John Brian James (24 October 1948 – February 2021) was an English footballer who played as a striker. He played in the English Football League for Port Vale, Chester and Tranmere Rovers, making 381 appearances in the process, and also played in the North American Soccer League for the Chicago Sting. He won promotions out of the Fourth Division with Port Vale, Chester and Tranmere.

Career

Port Vale
James began his career in his native Staffordshire with Port Vale, turning professional in April 1966. He made his senior debut on 12 April 1966, in a 3–0 win over Newport County at Vale Park. He would help the youth-team to reach the quarter-finals of the FA Youth Cup in 1966–67. Initially a defender, manager Gordon Lee converted him into a striker. He became a first-team regular from September 1967 and went on to make more than 200 league appearances for Vale, including 43 in the club's promotion season from the Fourth Division in 1969–70. His goals were crucial to the club, top scorer in both 1969–70 and 1970–71 with 17 and 15 goals respectively. He missed much of the 1971–72 campaign due to a cartilage injury requiring two separate operations. After returning to the squad in February 1972 he was much less effective and lost his first team spot.

Chester
In February 1973, James moved to Chester for £5,000, playing his first game alongside fellow home debutant Reg Matthewson in a 5–0 win over Darlington, that saw James amongst the scorers. The following season saw James net 21 league goals, the highest tally by a Chester player since Gary Talbot in 1968–69, but his most memorable campaign would follow in 1974–75.

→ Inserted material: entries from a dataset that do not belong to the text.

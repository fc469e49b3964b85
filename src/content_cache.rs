//! Shared file-content cache with at-most-one load per file.
//!
//! Dynamic files are registered once and uploaded by many worker threads;
//! re-reading them from disk for every sample would dominate I/O. The
//! cache resolves paths against a base directory, reads each distinct
//! file exactly once and hands out cheap `Arc<[u8]>` clones afterwards.
//!
//! There is deliberately no global instance: construct one and share it
//! by `Arc` wherever a single cache is wanted.

use std::collections::HashMap;
use std::path::{Path, PathBuf};
use std::sync::{Arc, Mutex, OnceLock};

use sha2::{Digest, Sha256};
use thiserror::Error;
use tracing::debug;

/// Errors that can occur when loading file content.
#[derive(Error, Debug)]
pub enum CacheError {
    #[error("failed to read file '{}': {source}", path.display())]
    Read {
        path: PathBuf,
        source: std::io::Error,
    },
}

/// Content of one cached file. The hash is computed lazily on first use.
struct CachedFile {
    bytes: Arc<[u8]>,
    sha256: OnceLock<String>,
}

impl CachedFile {
    fn sha256(&self) -> &str {
        self.sha256.get_or_init(|| {
            let mut hasher = Sha256::new();
            hasher.update(&self.bytes);
            format!("{:x}", hasher.finalize())
        })
    }
}

/// One slot per resolved path. Loading locks only this slot, so two
/// threads asking for the same file serialize on it while loads of
/// different files proceed in parallel.
type Slot = Arc<Mutex<Option<Arc<CachedFile>>>>;

/// Keyed load-once cache of file contents.
pub struct FileContentCache {
    base_dir: PathBuf,
    slots: Mutex<HashMap<PathBuf, Slot>>,
}

impl FileContentCache {
    /// Create a cache resolving relative paths against `base_dir`.
    pub fn new(base_dir: impl Into<PathBuf>) -> Self {
        Self {
            base_dir: base_dir.into(),
            slots: Mutex::new(HashMap::new()),
        }
    }

    /// Resolve a configured path: absolute paths pass through, relative
    /// paths are looked up under the base directory.
    pub fn resolve(&self, path: &str) -> PathBuf {
        let p = Path::new(path);
        if p.is_absolute() {
            p.to_path_buf()
        } else {
            self.base_dir.join(p)
        }
    }

    /// Raw bytes of the file at `path`, loaded at most once.
    pub fn content(&self, path: &str) -> Result<Arc<[u8]>, CacheError> {
        Ok(self.load(path)?.bytes.clone())
    }

    /// Lowercase hex SHA-256 of the file content at `path`.
    pub fn sha256(&self, path: &str) -> Result<String, CacheError> {
        Ok(self.load(path)?.sha256().to_string())
    }

    /// Number of distinct files currently cached.
    pub fn len(&self) -> usize {
        self.slots.lock().unwrap().len()
    }

    pub fn is_empty(&self) -> bool {
        self.len() == 0
    }

    /// Drops all cached content. Subsequent reads reload from disk.
    pub fn clear(&self) {
        self.slots.lock().unwrap().clear();
    }

    fn load(&self, path: &str) -> Result<Arc<CachedFile>, CacheError> {
        let resolved = self.resolve(path);

        // Short critical section on the map; the slot mutex covers the
        // actual disk read.
        let slot = {
            let mut slots = self.slots.lock().unwrap();
            slots.entry(resolved.clone()).or_default().clone()
        };

        let mut guard = slot.lock().unwrap();
        if let Some(cached) = guard.as_ref() {
            return Ok(cached.clone());
        }

        debug!(path = %resolved.display(), "loading file into content cache");
        let bytes = std::fs::read(&resolved).map_err(|source| CacheError::Read {
            path: resolved.clone(),
            source,
        })?;

        let cached = Arc::new(CachedFile {
            bytes: bytes.into(),
            sha256: OnceLock::new(),
        });
        *guard = Some(cached.clone());
        Ok(cached)
    }
}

James struck 13 times as Chester won promotion from the Fourth Division, but he was to enjoy national fame thanks to his goalscoring exploits in the League Cup during the same season. After wins over Walsall, Blackpool and Preston North End, Chester were drawn at home to First Division champions Leeds United. On a momentous night, Chester recorded a shock 3–0 win, with James scoring twice. He followed it up by scoring the winning goal in the quarter-finals against another top-flight side, Newcastle United, to set up a semi–final tie with Aston Villa. James found the net in the second leg to level the aggregate score at 4–4, only for Brian Little to grab a late Villa winner and break Chester's hearts.

Tranmere Rovers
Despite his contribution to Chester's success, James played just two first–team games for Chester after promotion and joined neighbours Tranmere Rovers in part-exchange for Paul Crossley in September 1975. Once more promotion from the Fourth Division was enjoyed, with James netting 19 times in 38 league games. After a spell playing for Chicago Sting in the North American Soccer League, he returned to Prenton Park and remained at the club before joining non–league Stafford Rangers in 1978.

Style of play
Speaking in 2016, a Port Vale supporter who remembered seeing James play compared him to a Duracell battery due to his high stamina levels. Fans nicknamed him "Jesse" after the famous outlaw Jesse James.

Later life
James later moved to Torquay to run a newsagents with his wife. 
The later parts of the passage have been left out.